Alam gets its name from an Arabic word that either means ‘flag’ or ‘world’. And the film associates itself with the former meaning, as Tamer, Maysaa’, Safwat, and tamer’s other friend hatch a plan. In remembrance of the Nakba, they want to replace the Israeli flag hanging in their school with a Palestinian one. Most of the film’s second act have Tamer and Maysaa’ ng out and not smooth out the plan’s details. There is, unfortunately, a filler feeling about such scenes. I wish there were more scenes showing Tamer’s family members, especially ones that explain Tamer’s uncle’s (Saleh Bakri) trauma.
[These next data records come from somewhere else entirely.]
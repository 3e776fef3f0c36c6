use std::future::Future;
use std::sync::Arc;

use tokio::sync::{OwnedSemaphorePermit, Semaphore};

/// Counting limiter over outstanding provider requests.
///
/// Waiters are served in FIFO order. A slot is held by the returned
/// [`Permit`] and released when it drops, whichever way the work ends.
#[derive(Debug, Clone)]
pub struct ConcurrencyLimiter {
    semaphore: Arc<Semaphore>,
    max: usize,
}

/// A held slot.
#[derive(Debug)]
pub struct Permit {
    _permit: OwnedSemaphorePermit,
}

impl ConcurrencyLimiter {
    pub const DEFAULT: usize = 2;

    /// `max` below 1 is clamped to 1.
    pub fn new(max: usize) -> Self {
        let max = max.max(1);
        Self {
            semaphore: Arc::new(Semaphore::new(max)),
            max,
        }
    }

    pub async fn acquire(&self) -> anyhow::Result<Permit> {
        let permit = self
            .semaphore
            .clone()
            .acquire_owned()
            .await
            .map_err(|_| anyhow::anyhow!("Concurrency limiter semaphore closed"))?;
        Ok(Permit { _permit: permit })
    }

    /// Run `work` while holding a slot.
    pub async fn run<F, T>(&self, work: F) -> anyhow::Result<T>
    where
        F: Future<Output = T>,
    {
        let _permit = self.acquire().await?;
        Ok(work.await)
    }

    pub fn max(&self) -> usize {
        self.max
    }

    pub fn available(&self) -> usize {
        self.semaphore.available_permits()
    }
}

impl Default for ConcurrencyLimiter {
    fn default() -> Self {
        Self::new(Self::DEFAULT)
    }
}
Alam uses a symbolic protest to make it seem like it’s just a senior prank, and yes, the filler feeling manifests when their plan doesn’t go well the first time they do it. Nonetheless, the film still comes off as charming not despite its circuitousness but because of it. Maybe I’m just saying that because there’s a scene where they platonically share the same bed. But a lot more things happen after that that feel essential to the film’s depiction of a boy’s political awakening.

Watch Alam in select North American theatres and on Film Movement.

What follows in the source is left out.